Much much better. Looks like its overfitted though. But then again, the particles per class is super low.

Hi @DarioSB! Thanks for posting here!

@ehanssen is right, the streaks you saw in your first 2D classes are typically due to overfitting of noise instead of your particle. The solutions presented in the linked discussion are both ways of preventing this overfitting. I’ll explain a bit why those settings help in situations like this!

Turning off Force Max allows cryoSPARC to essentially “smear” the particle across a few different orientations and shifts when it’s not certain about the alignment. This helps prevent noise from piling up when alignments are uncertain, but also makes the process take longer since those smears have to get narrowed down.

To explain the second part of the solution (increasing the final full iterations) we need a bit of background on how 2D classification works. Rather than use all of the particles for every iteration, cryoSPARC uses a smaller subset (a “batch”) of particles for each iteration. This really speeds up the processes of generating your 2D classes!

For large particles this works fine, because there are lots of features to align. For smaller particles, though, this can create a situation where there is not enough information in a single batch to improve the classes, so things start to get noisy. To fix this, you can do a few things.

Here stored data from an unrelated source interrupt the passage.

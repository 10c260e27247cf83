use std::fmt::{Debug, Formatter};

use bytes::Bytes;
use http::Request as HttpRequest;
use http::{HeaderMap, HeaderValue, Method, Version};
use tokio::io::AsyncBufRead;

use crate::body::{content_length, read_chunked, read_line, read_sized, transfer_encoding};
use crate::body::{Body, Framing};
use crate::config::HttpLimits;
use crate::errors::{Error, Result};
use crate::headers::read_header_block;
use crate::{COLON_SPACE, CR_LF, SPACE};

/// A request read from a proxy client.
#[derive(Default, Clone)]
pub struct Request {
  uri: http::Uri,
  version: Version,
  method: Method,
  headers: HeaderMap<HeaderValue>,
  body: Option<Body>,
  framing: Framing,
}

impl Debug for Request {
  fn fmt(&self, f: &mut Formatter<'_>) -> std::fmt::Result {
    f.debug_struct("Request")
      .field("uri", &self.uri)
      .field("version", &self.version)
      .field("method", &self.method)
      .field("headers", &self.headers)
      .field("body", &self.body)
      .finish()
  }
}

impl<T> From<HttpRequest<T>> for Request
where
  T: Into<Body>,
{
  fn from(value: HttpRequest<T>) -> Self {
    let (parts, body) = value.into_parts();
    let body = body.into();
    Self {
      uri: parts.uri,
      version: parts.version,
      method: parts.method,
      headers: parts.headers,
      framing: if body.is_empty() {
        Framing::Empty
      } else {
        Framing::Length
      },
      body: if body.is_empty() { None } else { Some(body) },
    }
  }
}

impl Request {
  /// Serialize in origin-form for the upstream leg.
  pub(crate) fn to_raw(&self) -> Bytes {
    let mut http_requests = Vec::new();
    http_requests.extend(self.method.as_str().as_bytes());
    http_requests.extend(SPACE);
    let path = self.uri.path();
    http_requests.extend(if path.is_empty() { "/" } else { path }.as_bytes());
    if let Some(q) = self.uri.query() {
      http_requests.extend([63]);
      http_requests.extend(q.as_bytes());
    }
    http_requests.extend(SPACE);
    http_requests.extend(format!("{:?}", self.version).as_bytes());
    http_requests.extend(CR_LF);
    if self.headers.get(http::header::HOST).is_none() {
      if let Some(authority) = self.uri.authority() {
        http_requests.extend(http::header::HOST.as_str().as_bytes());
        http_requests.extend(COLON_SPACE);
        http_requests.extend(authority.as_str().as_bytes());
        http_requests.extend(CR_LF);
      }
    }
    let mut headers = self.headers.clone();
    let length = self.body().map(|b| b.len()).unwrap_or_default();
    if self.framing.needs_content_length() {
      headers.insert(http::header::CONTENT_LENGTH, HeaderValue::from(length));
    } else if length > 0 {
      headers
        .entry(http::header::CONTENT_LENGTH)
        .or_insert(HeaderValue::from(length));
    }
    for (k, v) in headers.iter() {
      http_requests.extend(k.as_str().as_bytes());
      http_requests.extend(COLON_SPACE);
      http_requests.extend(v.as_bytes());
      http_requests.extend(CR_LF);
    }
    http_requests.extend(CR_LF);
    if let Some(b) = self.body() {
      if !b.is_empty() {
        http_requests.extend(b.as_ref());
      }
    }
    Bytes::from(http_requests)
  }
  /// Creates a new builder-style object to manufacture a `Request`
  ///
  /// # Examples
  ///
  /// ```
  /// let request: mitm_proxy::Request = mitm_proxy::Request::builder()
  ///     .method("GET")
  ///     .uri("http://example.com/")
  ///     .header("X-Custom-Foo", "Bar")
  ///     .body(())
  ///     .unwrap()
  ///     .map(|_| mitm_proxy::Body::default())
  ///     .into();
  /// assert_eq!(request.uri().host(), Some("example.com"));
  /// ```
  pub fn builder() -> http::request::Builder {
    http::request::Builder::new()
  }
}

impl Request {
  /// The request method.
  #[inline]
  pub fn method(&self) -> &Method {
    &self.method
  }
  /// The request target as it appeared on the request line.
  #[inline]
  pub fn uri(&self) -> &http::Uri {
    &self.uri
  }
  /// Request headers, in arrival order.
  #[inline]
  pub fn headers(&self) -> &HeaderMap {
    &self.headers
  }
  /// Mutable access to the request headers.
  #[inline]
  pub fn headers_mut(&mut self) -> &mut HeaderMap {
    &mut self.headers
  }
  /// Decoded request body, `None` when the request carried no payload.
  #[inline]
  pub fn body(&self) -> Option<&Body> {
    self.body.as_ref()
  }
  /// Protocol version from the request line.
  #[inline]
  pub fn version(&self) -> Version {
    self.version
  }
  /// How the body was delimited on the client leg.
  #[inline]
  pub fn framing(&self) -> Framing {
    self.framing
  }
  /// Declared `Content-Length`, if any.
  pub fn content_length(&self) -> Option<u64> {
    content_length(&self.headers).ok().flatten()
  }
  /// Whether the client asked for the connection to close after this exchange.
  pub(crate) fn wants_close(&self) -> bool {
    let close = self
      .headers
      .get_all(http::header::CONNECTION)
      .iter()
      .filter_map(|v| v.to_str().ok())
      .flat_map(|v| v.split(','))
      .any(|t| t.trim().eq_ignore_ascii_case("close"));
    close || self.version == Version::HTTP_10
  }
}

/// Reads requests off a buffered client stream.
///
/// The reader is borrowed so that several requests can be parsed from one
/// connection without losing buffered bytes between them.
pub struct RequestParser<'a, R> {
  reader: &'a mut R,
  limits: HttpLimits,
}

impl<'a, R> RequestParser<'a, R>
where
  R: AsyncBufRead + Unpin,
{
  /// Parser over `reader` enforcing `limits`.
  pub fn new(reader: &'a mut R, limits: HttpLimits) -> Self {
    RequestParser { reader, limits }
  }

  /// Read the request line; `None` on a clean close before the first byte.
  async fn parser_request_line(&mut self) -> Result<Option<(Method, http::Uri, Version, usize)>> {
    let mut line = Vec::new();
    let mut consumed = 0;
    loop {
      line.clear();
      let remaining = self.limits.max_header_size.saturating_sub(consumed);
      let length = read_line(self.reader, &mut line, remaining).await?;
      if length == 0 {
        if consumed == 0 {
          return Ok(None);
        }
        return Err(Error::protocol("unexpected end of stream before request line"));
      }
      consumed += length;
      // stray empty lines ahead of a request are skipped
      if line != b"\r\n" && line != b"\n" {
        break;
      }
    }
    let trimmed = line.strip_suffix(b"\n").unwrap_or(&line);
    let trimmed = trimmed.strip_suffix(b"\r").unwrap_or(trimmed);
    let mut parts = trimmed.split(|b| b == &b' ').filter(|p| !p.is_empty());
    let (method, target, version) = match (parts.next(), parts.next(), parts.next(), parts.next()) {
      (Some(m), Some(t), Some(v), None) => (m, t, v),
      _ => {
        return Err(Error::protocol(format!(
          "malformed request line {:?}",
          String::from_utf8_lossy(trimmed)
        )))
      }
    };
    let method = Method::from_bytes(method).map_err(|e| Error::Http(e.into()))?;
    let uri = http::Uri::try_from(target).map_err(|e| Error::Http(e.into()))?;
    let version = match version {
      b"HTTP/1.0" => Version::HTTP_10,
      b"HTTP/1.1" => Version::HTTP_11,
      other => {
        return Err(Error::protocol(format!(
          "unsupported version {:?}",
          String::from_utf8_lossy(other)
        )))
      }
    };
    Ok(Some((method, uri, version, consumed)))
  }

  async fn read_body(&mut self, headers: &HeaderMap) -> Result<(Option<Body>, Framing)> {
    let (has_te, chunked) = transfer_encoding(headers);
    let (body, framing) = if has_te {
      if !chunked {
        return Err(Error::protocol(
          "request transfer-encoding does not end in chunked",
        ));
      }
      (read_chunked(self.reader, &self.limits).await?, Framing::Chunked)
    } else if let Some(length) = content_length(headers)? {
      (
        read_sized(self.reader, length, &self.limits).await?,
        Framing::Length,
      )
    } else {
      (Vec::new(), Framing::Empty)
    };
    let body = if body.is_empty() {
      None
    } else {
      Some(Body::from(body))
    };
    Ok((body, framing))
  }

  /// Read one complete request, or `None` if the client closed cleanly.
  pub async fn parse(mut self) -> Result<Option<Request>> {
    let Some((method, uri, version, consumed)) = self.parser_request_line().await? else {
      return Ok(None);
    };
    let headers = read_header_block(self.reader, self.limits.max_header_size, consumed).await?;
    let (body, framing) = if method == Method::CONNECT {
      (None, Framing::Empty)
    } else {
      self.read_body(&headers).await?
    };
    Ok(Some(Request {
      uri,
      version,
      method,
      headers,
      body,
      framing,
    }))
  }
}
use std::fmt::Debug;
use std::time::Duration;

use bytes::Bytes;
use http::{HeaderValue, Method, Response as HttpResponse, StatusCode};
use tokio::io::AsyncBufRead;

use crate::body::{content_length, read_chunked, read_line, read_sized, read_until_eof};
use crate::body::{transfer_encoding, Body, Framing};
use crate::config::HttpLimits;
use crate::cookies;
use crate::errors::{Error, Result};
use crate::headers::{read_header_block, strip_hop_by_hop};
use crate::{Request, COLON_SPACE, CR_LF, SPACE};

/// A response read from an origin server.
#[derive(Debug, Default, Clone)]
pub struct Response {
  version: http::Version,
  status_code: StatusCode,
  reason: Option<String>,
  headers: http::HeaderMap<HeaderValue>,
  body: Option<Body>,
  framing: Framing,
}

impl PartialEq for Response {
  fn eq(&self, other: &Self) -> bool {
    self.version == other.version
      && self.status_code == other.status_code
      && self.headers == other.headers
      && self.body == other.body
  }
}

impl<T> From<HttpResponse<T>> for Response
where
  T: Into<Body>,
{
  fn from(value: HttpResponse<T>) -> Self {
    let (parts, body) = value.into_parts();
    let body = body.into();
    Self {
      version: parts.version,
      status_code: parts.status,
      reason: None,
      headers: parts.headers,
      framing: if body.is_empty() {
        Framing::Empty
      } else {
        Framing::Length
      },
      body: if body.is_empty() { None } else { Some(body) },
    }
  }
}

impl Response {
  pub(crate) fn to_raw(&self) -> Bytes {
    let mut http_response = Vec::new();
    http_response.extend(format!("{:?}", self.version).as_bytes());
    http_response.extend(SPACE);
    http_response.extend(self.status_code.as_str().as_bytes());
    http_response.extend(SPACE);
    http_response.extend(self.reason().as_bytes());
    http_response.extend(CR_LF);
    for (k, v) in self.headers.iter() {
      http_response.extend(k.as_str().as_bytes());
      http_response.extend(COLON_SPACE);
      http_response.extend(v.as_bytes());
      http_response.extend(CR_LF);
    }
    http_response.extend(CR_LF);
    if let Some(b) = self.body() {
      if !b.is_empty() {
        http_response.extend(b.as_ref());
      }
    }
    Bytes::from(http_response)
  }
  /// An HTTP response builder
  ///
  /// This type can be used to construct an instance of `Response` through a
  /// builder-like pattern.
  pub fn builder() -> http::response::Builder {
    http::response::Builder::new()
  }
  /// The empty `502 Bad Gateway` sent when the origin could not be reached.
  pub fn bad_gateway() -> Response {
    let mut headers = http::HeaderMap::new();
    headers.insert(http::header::CONTENT_LENGTH, HeaderValue::from(0));
    Response {
      version: http::Version::HTTP_11,
      status_code: StatusCode::BAD_GATEWAY,
      headers,
      ..Response::default()
    }
  }
  /// Make the response fit for the client leg.
  ///
  /// Hop-by-hop headers are removed, and a body whose length was given by
  /// chunking or connection close gets an explicit `Content-Length`.
  pub(crate) fn prepare_for_relay(&mut self) {
    strip_hop_by_hop(&mut self.headers);
    if self.framing.needs_content_length() {
      let length = self.body.as_ref().map(|b| b.len()).unwrap_or_default();
      self
        .headers
        .insert(http::header::CONTENT_LENGTH, HeaderValue::from(length));
    }
  }
}

impl Response {
  /// Retrieve the cookies set by the response.
  pub fn cookies(&self) -> impl Iterator<Item = cookies::Cookie<'_>> + '_ {
    cookies::extract_response_cookies(&self.headers).filter_map(|c| c.ok())
  }
  /// Get the `StatusCode` of this `Response`.
  #[inline]
  pub fn status_code(&self) -> StatusCode {
    self.status_code
  }
  /// Reason phrase sent by the origin, or the canonical one.
  pub fn reason(&self) -> &str {
    match &self.reason {
      Some(reason) => reason.as_str(),
      None => self.status_code.canonical_reason().unwrap_or_default(),
    }
  }
  /// Get the HTTP `Version` of this `Response`.
  #[inline]
  pub fn version(&self) -> http::Version {
    self.version
  }
  /// Get the `Headers` of this `Response`.
  #[inline]
  pub fn headers(&self) -> &http::HeaderMap {
    &self.headers
  }
  /// Get a mutable reference to the `Headers` of this `Response`.
  #[inline]
  pub fn headers_mut(&mut self) -> &mut http::HeaderMap {
    &mut self.headers
  }
  /// Get the content-length of the response, if it is known.
  pub fn content_length(&self) -> Option<u64> {
    content_length(&self.headers).ok().flatten()
  }
  /// Get the full response body.
  pub fn body(&self) -> &Option<Body> {
    &self.body
  }
  /// How the body was delimited by the origin.
  pub fn framing(&self) -> Framing {
    self.framing
  }
}

/// A builder reading a `Response` off an upstream stream.
pub struct ResponseBuilder<'a, R> {
  reader: &'a mut R,
  config: ResponseConfig,
}

/// response config
#[derive(Debug, Clone, Default)]
pub struct ResponseConfig {
  method: Method,
  timeout: Option<Duration>,
  limits: HttpLimits,
}

impl ResponseConfig {
  /// Config for the response to `request`.
  pub fn new(request: &Request, timeout: Option<Duration>, limits: HttpLimits) -> Self {
    ResponseConfig {
      method: request.method().clone(),
      timeout,
      limits,
    }
  }
}

impl<'a, R> ResponseBuilder<'a, R>
where
  R: AsyncBufRead + Unpin,
{
  /// Constructs a new response.
  pub fn new(reader: &'a mut R, config: ResponseConfig) -> ResponseBuilder<'a, R> {
    ResponseBuilder { reader, config }
  }

  async fn parser_version(&mut self) -> Result<(http::Version, StatusCode, Option<String>, usize)> {
    let mut line = Vec::new();
    let length = read_line(self.reader, &mut line, self.config.limits.max_header_size).await?;
    if length == 0 {
      return Err(Error::protocol("origin closed before sending a status line"));
    }
    let trimmed = line.strip_suffix(b"\n").unwrap_or(&line);
    let trimmed = trimmed.strip_suffix(b"\r").unwrap_or(trimmed);
    let mut parts = trimmed.splitn(3, |b| b == &b' ');
    let version = match parts.next() {
      Some(b"HTTP/1.0") => http::Version::HTTP_10,
      Some(b"HTTP/1.1") => http::Version::HTTP_11,
      _ => {
        return Err(Error::protocol(format!(
          "invalid status line {:?}",
          String::from_utf8_lossy(trimmed)
        )));
      }
    };
    let status = parts
      .next()
      .ok_or_else(|| Error::protocol("status line without a status code"))?;
    let status = StatusCode::from_bytes(status).map_err(|x| Error::Http(http::Error::from(x)))?;
    let reason = parts
      .next()
      .map(|r| String::from_utf8_lossy(r).trim().to_string())
      .filter(|r| !r.is_empty());
    Ok((version, status, reason, length))
  }

  async fn read_body(
    &mut self,
    status: StatusCode,
    headers: &http::HeaderMap,
  ) -> Result<(Vec<u8>, Framing)> {
    if self.config.method == Method::HEAD
      || status.is_informational()
      || status == StatusCode::NO_CONTENT
      || status == StatusCode::NOT_MODIFIED
    {
      return Ok((Vec::new(), Framing::Empty));
    }
    let limits = self.config.limits;
    let (has_te, chunked) = transfer_encoding(headers);
    if has_te {
      if chunked {
        return Ok((read_chunked(self.reader, &limits).await?, Framing::Chunked));
      }
      return Ok((read_until_eof(self.reader, &limits).await?, Framing::Eof));
    }
    match content_length(headers)? {
      Some(0) => Ok((Vec::new(), Framing::Empty)),
      Some(length) => Ok((read_sized(self.reader, length, &limits).await?, Framing::Length)),
      None => Ok((read_until_eof(self.reader, &limits).await?, Framing::Eof)),
    }
  }

  async fn read_response(&mut self) -> Result<Response> {
    loop {
      let (version, status_code, reason, consumed) = self.parser_version().await?;
      let headers = read_header_block(
        self.reader,
        self.config.limits.max_header_size,
        consumed,
      )
      .await?;
      // interim responses are consumed; only the final one is relayed
      if status_code.is_informational() && status_code != StatusCode::SWITCHING_PROTOCOLS {
        tracing::debug!(status = status_code.as_u16(), "skipping interim response");
        continue;
      }
      let (body, framing) = self.read_body(status_code, &headers).await?;
      return Ok(Response {
        version,
        status_code,
        reason,
        headers,
        body: if body.is_empty() {
          None
        } else {
          Some(Body::from(body))
        },
        framing,
      });
    }
  }

  /// Read the final response, bounded by the configured read timeout.
  pub async fn build(mut self) -> Result<Response> {
    match self.config.timeout {
      Some(timeout) => tokio::time::timeout(timeout, self.read_response())
        .await
        .map_err(|_| {
          Error::IO(std::io::Error::new(
            std::io::ErrorKind::TimedOut,
            "timed out reading response",
          ))
        })?,
      None => self.read_response().await,
    }
  }
}
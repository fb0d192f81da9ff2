use sqlx::PgPool;

use crate::core::error::{AppError, Result};
use crate::features::cidades::models::{Cidade, CidadeRow, EstadoRef};
use crate::shared::pagination::{Page, PageRequest};

/// Columns accepted by the `sort` query parameter.
const SORTABLE_COLUMNS: &[&str] = &["id", "nome", "estado_id"];

/// Read queries join the estado so rows carry the estado name.
const SELECT_WITH_ESTADO: &str = "SELECT cidade.id, cidade.nome, cidade.estado_id, \
     estado.nome AS estado_nome \
     FROM cidades cidade \
     LEFT JOIN estados estado ON estado.id = cidade.estado_id";

/// Persistence gateway for cidades.
pub struct CidadeRepository {
    pool: PgPool,
}

impl CidadeRepository {
    pub fn new(pool: PgPool) -> Self {
        Self { pool }
    }

    /// Insert when the id is absent, update the matching row otherwise.
    ///
    /// Returns the persisted entity; the estado stays an id-only reference
    /// here, the joined read model is only produced by the find methods.
    pub async fn save(&self, cidade: Cidade) -> Result<Cidade> {
        let estado_id = cidade.estado.map(|e| e.id);
        let row: (i64, Option<String>, Option<i64>) = match cidade.id {
            None => {
                sqlx::query_as(
                    "INSERT INTO cidades (nome, estado_id) VALUES ($1, $2) \
                     RETURNING id, nome, estado_id",
                )
                .bind(&cidade.nome)
                .bind(estado_id)
                .fetch_one(&self.pool)
                .await
                .map_err(|e| {
                    tracing::error!("Failed to insert cidade: {:?}", e);
                    AppError::Database(e)
                })?
            }
            Some(id) => sqlx::query_as(
                "UPDATE cidades SET nome = $2, estado_id = $3 WHERE id = $1 \
                 RETURNING id, nome, estado_id",
            )
            .bind(id)
            .bind(&cidade.nome)
            .bind(estado_id)
            .fetch_optional(&self.pool)
            .await
            .map_err(|e| {
                tracing::error!("Failed to update cidade {}: {:?}", id, e);
                AppError::Database(e)
            })?
            .ok_or_else(|| AppError::NotFound(format!("Cidade {} not found", id)))?,
        };

        let (id, nome, estado_id) = row;
        if cidade.id.is_none() {
            tracing::info!("Cidade created: id={}", id);
        }
        Ok(Cidade {
            id: Some(id),
            nome,
            estado: estado_id.map(|id| EstadoRef { id }),
        })
    }

    pub async fn find_by_id(&self, id: i64) -> Result<Option<CidadeRow>> {
        sqlx::query_as::<_, CidadeRow>(&format!("{} WHERE cidade.id = $1", SELECT_WITH_ESTADO))
            .bind(id)
            .fetch_optional(&self.pool)
            .await
            .map_err(|e| {
                tracing::error!("Failed to fetch cidade {}: {:?}", id, e);
                AppError::Database(e)
            })
    }

    /// One ordered window of cidades plus the unfiltered total.
    pub async fn find_all(&self, page: &PageRequest) -> Result<Page<CidadeRow>> {
        let order_by = page.order_by(SORTABLE_COLUMNS)?;

        let items = sqlx::query_as::<_, CidadeRow>(&format!(
            "{} ORDER BY cidade.{} LIMIT $1 OFFSET $2",
            SELECT_WITH_ESTADO, order_by
        ))
        .bind(page.limit())
        .bind(page.offset())
        .fetch_all(&self.pool)
        .await
        .map_err(|e| {
            tracing::error!("Failed to list cidades: {:?}", e);
            AppError::Database(e)
        })?;

        let total_count: i64 = sqlx::query_scalar("SELECT COUNT(*) FROM cidades")
            .fetch_one(&self.pool)
            .await
            .map_err(|e| {
                tracing::error!("Failed to count cidades: {:?}", e);
                AppError::Database(e)
            })?;

        Ok(Page { items, total_count })
    }

    /// Returns whether a row was actually removed.
    pub async fn delete_by_id(&self, id: i64) -> Result<bool> {
        let result = sqlx::query("DELETE FROM cidades WHERE id = $1")
            .bind(id)
            .execute(&self.pool)
            .await
            .map_err(|e| {
                tracing::error!("Failed to delete cidade {}: {:?}", id, e);
                AppError::Database(e)
            })?;

        Ok(result.rows_affected() > 0)
    }
}
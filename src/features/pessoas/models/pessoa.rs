use serde::{Deserialize, Serialize};
use sqlx::FromRow;
use utoipa::ToSchema;

/// A pessoa row, exposed directly on the wire.
#[derive(Debug, Clone, Default, PartialEq, Eq, Serialize, Deserialize, FromRow, ToSchema)]
pub struct Pessoa {
    pub id: Option<i64>,
    pub nome: Option<String>,
    pub documento: Option<String>,
    pub idade: Option<i32>,
}

#[cfg(test)]
mod tests {
    use super::*;

    #[test]
    fn wire_format_equals_storage_format() {
        let pessoa = Pessoa {
            id: Some(1),
            nome: Some("AAAAA".to_string()),
            documento: Some("AAAAA".to_string()),
            idade: Some(1),
        };
        let json = serde_json::to_value(&pessoa).unwrap();
        assert_eq!(
            json,
            serde_json::json!({
                "id": 1,
                "nome": "AAAAA",
                "documento": "AAAAA",
                "idade": 1
            })
        );
    }

    #[test]
    fn missing_wire_fields_deserialize_to_none() {
        let pessoa: Pessoa = serde_json::from_str("{\"nome\":\"AAAAA\"}").unwrap();
        assert_eq!(pessoa.id, None);
        assert_eq!(pessoa.documento, None);
        assert_eq!(pessoa.idade, None);
    }
}
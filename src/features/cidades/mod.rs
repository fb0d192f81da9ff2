//! Cidade CRUD feature.
//!
//! A cidade optionally references an estado. On the wire the reference is
//! flattened to `estadoId` plus a read-only `estadoNome`.
//!
//! ## Endpoints
//!
//! | Method | Endpoint | Description |
//! |--------|----------|-------------|
//! | POST | `/api/cidades` | Create a new cidade |
//! | PUT | `/api/cidades` | Update a cidade (create when no id is sent) |
//! | GET | `/api/cidades` | Paged list of cidades |
//! | GET | `/api/cidades/{id}` | Get one cidade |
//! | DELETE | `/api/cidades/{id}` | Delete one cidade |

pub mod dtos;
pub mod handlers;
pub mod mappers;
pub mod models;
pub mod repositories;
pub mod routes;

pub use handlers::CidadeState;
pub use mappers::CidadeMapper;
pub use repositories::CidadeRepository;
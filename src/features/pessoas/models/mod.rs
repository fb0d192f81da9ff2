mod pessoa;

pub use pessoa::Pessoa;
use std::sync::Arc;

use axum::{
    extract::{Path, Query, State},
    http::{header, StatusCode},
    response::{IntoResponse, Response},
    Json,
};

use crate::core::error::{AppError, Result};
use crate::core::extractor::AppJson;
use crate::features::pessoas::models::Pessoa;
use crate::features::pessoas::repositories::PessoaRepository;
use crate::shared::headers;
use crate::shared::pagination::PageRequest;

/// Create a new pessoa
#[utoipa::path(
    post,
    path = "/api/pessoas",
    request_body = Pessoa,
    responses(
        (status = 201, description = "Pessoa created", body = Pessoa),
        (status = 400, description = "A new pessoa cannot already have an id")
    ),
    tag = "pessoas"
)]
pub async fn create_pessoa(
    State(repository): State<Arc<PessoaRepository>>,
    AppJson(pessoa): AppJson<Pessoa>,
) -> Result<Response> {
    tracing::debug!("REST request to save Pessoa : {:?}", pessoa);
    save_new(&repository, pessoa).await
}

async fn save_new(repository: &PessoaRepository, pessoa: Pessoa) -> Result<Response> {
    if pessoa.id.is_some() {
        let headers = headers::create_failure_alert("pessoa", "idexists");
        return Ok((StatusCode::BAD_REQUEST, headers).into_response());
    }

    let result = repository.save(pessoa).await?;
    let id = result
        .id
        .ok_or_else(|| AppError::Internal("pessoa persisted without an id".to_string()))?;

    let mut headers = headers::create_entity_creation_alert("pessoa", id);
    headers.insert(
        header::LOCATION,
        format!("/api/pessoas/{}", id).parse().unwrap(),
    );
    Ok((StatusCode::CREATED, headers, Json(result)).into_response())
}

/// Update an existing pessoa
///
/// A body without an id aliases to create, which existing clients rely on.
#[utoipa::path(
    put,
    path = "/api/pessoas",
    request_body = Pessoa,
    responses(
        (status = 200, description = "Pessoa updated", body = Pessoa),
        (status = 404, description = "No pessoa with the given id")
    ),
    tag = "pessoas"
)]
pub async fn update_pessoa(
    State(repository): State<Arc<PessoaRepository>>,
    AppJson(pessoa): AppJson<Pessoa>,
) -> Result<Response> {
    tracing::debug!("REST request to update Pessoa : {:?}", pessoa);
    let Some(id) = pessoa.id else {
        return save_new(&repository, pessoa).await;
    };

    let result = repository.save(pessoa).await?;
    let headers = headers::create_entity_update_alert("pessoa", id);
    Ok((StatusCode::OK, headers, Json(result)).into_response())
}

/// Get a page of pessoas
#[utoipa::path(
    get,
    path = "/api/pessoas",
    params(PageRequest),
    responses(
        (status = 200, description = "One page of pessoas", body = [Pessoa]),
        (status = 400, description = "Malformed pagination parameters")
    ),
    tag = "pessoas"
)]
pub async fn get_all_pessoas(
    State(repository): State<Arc<PessoaRepository>>,
    Query(page): Query<PageRequest>,
) -> Result<Response> {
    tracing::debug!("REST request to get a page of Pessoas");
    let result = repository.find_all(&page).await?;
    let headers = headers::pagination_headers(&result, &page, "/api/pessoas");
    Ok((StatusCode::OK, headers, Json(result.items)).into_response())
}

/// Get one pessoa by id
#[utoipa::path(
    get,
    path = "/api/pessoas/{id}",
    params(("id" = i64, Path, description = "Pessoa id")),
    responses(
        (status = 200, description = "Pessoa found", body = Pessoa),
        (status = 404, description = "Pessoa not found")
    ),
    tag = "pessoas"
)]
pub async fn get_pessoa(
    State(repository): State<Arc<PessoaRepository>>,
    Path(id): Path<i64>,
) -> Result<Json<Pessoa>> {
    tracing::debug!("REST request to get Pessoa : {}", id);
    let pessoa = repository
        .find_by_id(id)
        .await?
        .ok_or_else(|| AppError::NotFound(format!("Pessoa {} not found", id)))?;
    Ok(Json(pessoa))
}

/// Delete one pessoa by id
#[utoipa::path(
    delete,
    path = "/api/pessoas/{id}",
    params(("id" = i64, Path, description = "Pessoa id")),
    responses(
        (status = 200, description = "Pessoa deleted"),
        (status = 404, description = "Pessoa not found")
    ),
    tag = "pessoas"
)]
pub async fn delete_pessoa(
    State(repository): State<Arc<PessoaRepository>>,
    Path(id): Path<i64>,
) -> Result<Response> {
    tracing::debug!("REST request to delete Pessoa : {}", id);
    if !repository.delete_by_id(id).await? {
        return Err(AppError::NotFound(format!("Pessoa {} not found", id)));
    }

    let headers = headers::create_entity_deletion_alert("pessoa", id);
    Ok((StatusCode::OK, headers).into_response())
}
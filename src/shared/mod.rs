pub mod constants;
pub mod headers;
pub mod pagination;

  1. First, you can increase the number of particles used in each batch (Batchsize per class) so there’s more information to use during each iteration.
  2. You can also increase the number of times cryoSPARC goes through the full particle set (still in batches) by increasing Number of online-EM iterations.
  3. Finally, you can increase the number of times cryoSPARC uses the whole dataset at once (i.e., no batches). This is what Number of final full iterations does. These no-batch iterations are very slow, and that’s why the default is set to 1.

I hope that helps explain why those settings improved your 2D classifications!

Now, as for the results you posted with those settings changed. Can I ask what about them makes you suspect they are overfitted?

I also wonder if I can see what all of your 2D classes look like — I’m curious if you have a large number of particles in junk classes, for instance.


Thank you for the insights and explanation of the different parameters! Highly appreciated.
About my 2D classes, somehow I had the feeling they look overfitted, but maybe I’m wrong. I have repeated the picking and exposure curation and increased the numner of particles, this is what I got:
standard settings except
Force max over= off
#final full iterations=10
#online-EM iterations=30

After making 2 classes ab-initio and homo refine with the largest class, im getting to 12A resolution

Hmm, I agree, these do look a little strange. May I ask you a few more questions?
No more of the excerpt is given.